A cigar-chomping newspaperman turned two-fisted pulp auteur, Samuel Fuller (1912-1997) never had much use for subtlety. His signature style -- lurid, didactic, in-your-face -- would seem to leave little room for ambiguity. But because Fuller's films were often more complex than his tabloid sensibility suggested, he spent a good deal of his career being misunderstood and battling controversy.
His breakthrough film, 1951's Korean War drama "The Steel Helmet," was labeled pro-Communist for depicting racism within the ranks of the U.S. Army. Although considered red-baiting propaganda by some, his Cold War-era noir "Pickup on South Street" (1953) was famously singled out for condemnation by J. Edgar Hoover, who deemed the Richard Widmark character insufficiently patriotic. But no Fuller film whipped up a bigger storm than "White Dog" (1982), his stark moral fable about a racist German shepherd.
With the threat of a boycott looming after the NAACP took issue with the premise, the film's studio, Paramount, deemed it unfit for both theatrical and home-video release. It was Fuller's last Hollywood movie and has been largely unseen outside of a brief belated run in 1991 and occasional late-night TV airings. It finally makes its DVD debut this week, courtesy of the Criterion Collection.
"White Dog" came with an intriguing pedigree. It was based on the 1970 book by Romain Gary, a semiautobiographical novel in which the French author and his wife, actress Jean Seberg, encounter a stray dog that has apparently been programmed to attack black people on sight. Gary's book evolves into a wide-ranging meditation on race relations in this country, drawing on the queasy mood of late-'60s, newly post-civil-rights America and explicitly discussing Seberg's involvement with the Black Panthers.
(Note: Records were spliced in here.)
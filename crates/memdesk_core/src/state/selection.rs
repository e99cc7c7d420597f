//! Multi-select set of entry keys.
//!
//! # Responsibility
//! - Track which displayed entries the operator selected, by key.
//!
//! # Invariants
//! - Every selected key belongs to the displayed entries it was checked against.
//! - `toggle_all` is a two-state switch between empty and "all displayed".

use crate::model::entry::Entry;
use std::collections::BTreeSet;

#[derive(Debug, Clone, Default, PartialEq, Eq)]
pub struct SelectionSet {
    keys: BTreeSet<String>,
}

impl SelectionSet {
    pub fn new() -> Self {
        Self::default()
    }

    pub fn len(&self) -> usize {
        self.keys.len()
    }

    pub fn is_empty(&self) -> bool {
        self.keys.is_empty()
    }

    pub fn contains(&self, key: &str) -> bool {
        self.keys.contains(key)
    }

    /// Selected keys in ascending order.
    pub fn keys(&self) -> Vec<String> {
        self.keys.iter().cloned().collect()
    }

    /// Selected keys in display order of `displayed`.
    pub fn ordered_keys(&self, displayed: &[Entry]) -> Vec<String> {
        displayed
            .iter()
            .filter(|entry| self.keys.contains(&entry.key))
            .map(|entry| entry.key.clone())
            .collect()
    }

    /// Flips membership of `key`. Keys not displayed are ignored.
    ///
    /// Returns whether `key` is selected afterwards.
    pub fn toggle(&mut self, key: &str, displayed: &[Entry]) -> bool {
        if self.keys.remove(key) {
            return false;
        }
        if displayed.iter().any(|entry| entry.key == key) {
            self.keys.insert(key.to_string());
            return true;
        }
        false
    }

    /// Whether the selection equals the set of distinct displayed keys.
    pub fn is_all_selected(&self, displayed: &[Entry]) -> bool {
        let shown: BTreeSet<&str> = displayed.iter().map(|entry| entry.key.as_str()).collect();
        !shown.is_empty()
            && self.keys.len() == shown.len()
            && shown.iter().all(|key| self.keys.contains(*key))
    }

    /// Empty if everything displayed is selected, otherwise everything displayed.
    pub fn toggle_all(&mut self, displayed: &[Entry]) {
        if self.is_all_selected(displayed) {
            self.keys.clear();
        } else {
            self.keys = displayed.iter().map(|entry| entry.key.clone()).collect();
        }
    }

    /// Drops each of `removed` from the selection.
    pub fn prune<'a>(&mut self, removed: impl IntoIterator<Item = &'a str>) {
        for key in removed {
            self.keys.remove(key);
        }
    }

    /// Drops every key no longer present in `displayed`; returns the dropped keys.
    pub fn retain_displayed(&mut self, displayed: &[Entry]) -> Vec<String> {
        let gone: Vec<String> = self
            .keys
            .iter()
            .filter(|key| !displayed.iter().any(|entry| &entry.key == *key))
            .cloned()
            .collect();
        self.prune(gone.iter().map(String::as_str));
        gone
    }

    pub fn clear(&mut self) {
        self.keys.clear();
    }
}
The idea for a movie adaptation had floated around Hollywood for some time; Roman Polanski and Arthur Penn were among the directors previously attached.
When the project landed with Fuller, who had worked infrequently since the mid- 1960s and whose previous film, 1980's "The Big Red One," was butchered by the studio, he revised the script with his friend Curtis Hanson, who had worked on an earlier version.